A datacenter-Blackwell GEMM tile, simplified:

.reg .b64 %tmem_base;
.reg .b32 %sema;

// 1. Allocate 16 KB of TMEM for accumulator
tcgen05.alloc.cta_group::1 %tmem_base, 16384;

// 2. (Operands A and B already staged in SMEM via TMA)

// 3. Issue MMA: D = A * B (FP4 inputs, FP32 accumulator in TMEM)
tcgen05.mma.cta_group::1.kind::nvf4
    [%tmem_base],          // accumulator
    [%smem_a],             // operand A (in SMEM)
    [%smem_b],             // operand B (in SMEM)
    %scale_a, %scale_b;    // NVFP4 scale registers

// 4. Commit barrier
tcgen05.commit.cta_group::1 %sema;

// 5. Continue doing other work while MMA runs
// ... more code ...

// 6. Wait for MMA completion
tcgen05.wait.cta_group::1 %sema;

// 7. Copy result from TMEM to SMEM for downstream consumption
tcgen05.cp.tmem.shared::cta.b64 [%smem_out], [%tmem_base];

// 8. Free TMEM
tcgen05.dealloc %tmem_base, 16384;
tcgen05.relinquish_alloc_permit;

The contrast with wgmma.async:

  • wgmma accumulators live in registers; tcgen05 accumulators live in TMEM
  • wgmma is issued by a warp group (4 warps); tcgen05 is issued by a single warp (or a CTA pair)
  • wgmma tiles max out at m64n256k16; tcgen05 tiles go to m128n128k64 (single CTA) or m256n128k64 (CTA pair)
  • Both are async; both have commit/wait barriers

Tensor Memory (TMEM)

A new on-chip memory class. Properties:

  • Capacity: 256 KB per SM
  • Allocation granularity: 128 bytes
  • Allocator: tcgen05.alloc returns a TMEM base address, tcgen05.dealloc frees it
  • Addressing: TMEM addresses are separate from SMEM and global addresses — they're 32-bit logical addresses within the per-SM TMEM region
  • Bandwidth: high enough to feed tcgen05.mma at peak rates
  • Visibility: TMEM is per-SM; the issuing CTA (or CTA pair) can address it; other CTAs can't

TMEM exists for one specific reason: at the throughput levels of FP4/FP6 MMA, register file bandwidth becomes the bottleneck for a wgmma.async-style kernel. The Tensor Core wants to consume operands faster than a warp's worth of register reads can supply. By moving accumulators out of registers (and operand-staging out of registers, into SMEM and then TMEM), the warp's register file is free to serve only the issue and finalize stages, not the running MMA.

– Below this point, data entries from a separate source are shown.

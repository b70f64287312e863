//! SLA escalation sweep.
//!
//! A periodic task, independent of any request path, that scans for inbound
//! threads a provider has left unanswered past the agency's threshold and
//! escalates them to the support fallback number. Bounded batch per tick;
//! safe to run concurrently with itself and with webhook-triggered
//! escalation creation because both share the same uniqueness constraints.

use std::sync::Arc;

use chrono::Utc;
use tracing::{debug, info, warn};

use crate::error::DatabaseError;
use crate::gateway::{SmsGateway, SmsRequest};
use crate::phone;
use crate::store::{EscalationType, Store, ThreadMode};

/// Upper bound on threads examined per tick.
pub const SWEEP_BATCH_LIMIT: usize = 200;

const EXCERPT_LIMIT: usize = 180;

/// Run one sweep pass. Returns how many threads were escalated.
pub async fn run_tick(store: &Store, sms: &dyn SmsGateway) -> Result<usize, DatabaseError> {
    let candidates = store.stale_unanswered_inbound(SWEEP_BATCH_LIMIT).await?;
    let mut escalated = 0;

    for thread in candidates {
        let Some(agency_id) = thread.agency_id.as_deref() else {
            continue;
        };
        let Some(agency) = store.find_agency(agency_id).await? else {
            continue;
        };
        let config = agency.config();

        let threshold_hours = config.escalation_hours();
        let age = Utc::now() - thread.created_at;
        if age.num_hours() < threshold_hours {
            continue;
        }

        let support_phone = config
            .sms_support_fallback_phone
            .as_deref()
            .or(agency.phone_number.as_deref())
            .and_then(phone::normalize);
        let Some(support_phone) = support_phone else {
            continue;
        };

        let client_label = thread
            .client_initials
            .clone()
            .unwrap_or_else(|| format!("#{}", thread.client_id));
        let excerpt: String = thread.body.chars().take(EXCERPT_LIMIT).collect();
        let body = format!(
            "Support escalation: staff has not replied in {threshold_hours}h. Client {client_label} sent: \"{excerpt}\""
        );

        // Send first; a failed send leaves no escalation row so the next
        // tick retries.
        if let Err(e) = sms
            .send_sms(SmsRequest {
                to: support_phone.clone(),
                from: phone::normalize_or_raw(&thread.to_number),
                body,
            })
            .await
        {
            warn!(error = %e, thread = %thread.log_id, "Escalation SMS failed; will retry next tick");
            continue;
        }

        let mode = store
            .user_preferences(&thread.user_id)
            .await?
            .map(|p| ThreadMode::from_str(&p.sms_support_thread_mode))
            .unwrap_or(ThreadMode::Respondable);
        let created = store
            .create_escalation_if_absent(
                Some(agency_id),
                &thread.user_id,
                &thread.client_id,
                Some(&thread.log_id),
                Some(&support_phone),
                EscalationType::SlaTimeout,
                mode,
                Some(&serde_json::json!({"thresholdHours": threshold_hours})),
            )
            .await?;
        if created {
            escalated += 1;
            debug!(thread = %thread.log_id, user = %thread.user_id, "Thread escalated to support");
        }
    }
    Ok(escalated)
}

/// Spawn the sweep on a fixed interval.
pub fn spawn_sweep_task(
    store: Arc<Store>,
    sms: Arc<dyn SmsGateway>,
    interval_secs: u64,
) -> tokio::task::JoinHandle<()> {
    tokio::spawn(async move {
        let mut interval = tokio::time::interval(tokio::time::Duration::from_secs(interval_secs));
        loop {
            interval.tick().await;
            match run_tick(&store, sms.as_ref()).await {
                Ok(0) => {}
                Ok(count) => info!(count, "SLA sweep escalated threads"),
                Err(e) => warn!(error = %e, "SLA sweep tick failed"),
            }
        }
    })
}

A useful mental model: TMEM is to Tensor Cores what L1 cache is to ALUs.

TMEM layouts

tcgen05 supports several TMEM layouts:

  • Default: row-major within each 32-element band
  • Strided: configurable stride for transposed access
  • Replicated: one logical operand replicated across multiple TMEM regions for CTA-pair MMA
  • Compressed: NVFP4-aware layout that interleaves values and scales

The tcgen05.shift instruction transforms between layouts in place.

CTA-pair / cta_group::2 mode

The largest tcgen05.mma tile (m256n128k64) is too big to fit a single CTA's TMEM budget. cta_group::2 mode uses two CTAs cooperating:

  • Both CTAs are launched as part of the same cluster (.cluster_dim 2,1,1)
  • They share TMEM allocations across the cluster's SMEM-link
  • A single tcgen05.mma.cta_group::2 instruction is issued (by both CTAs in lock-step) and produces a tile twice the size of single-CTA mode

This is one of the reasons SM100 supports thread block clusters > 1: tcgen05 CTA-pair mode requires it.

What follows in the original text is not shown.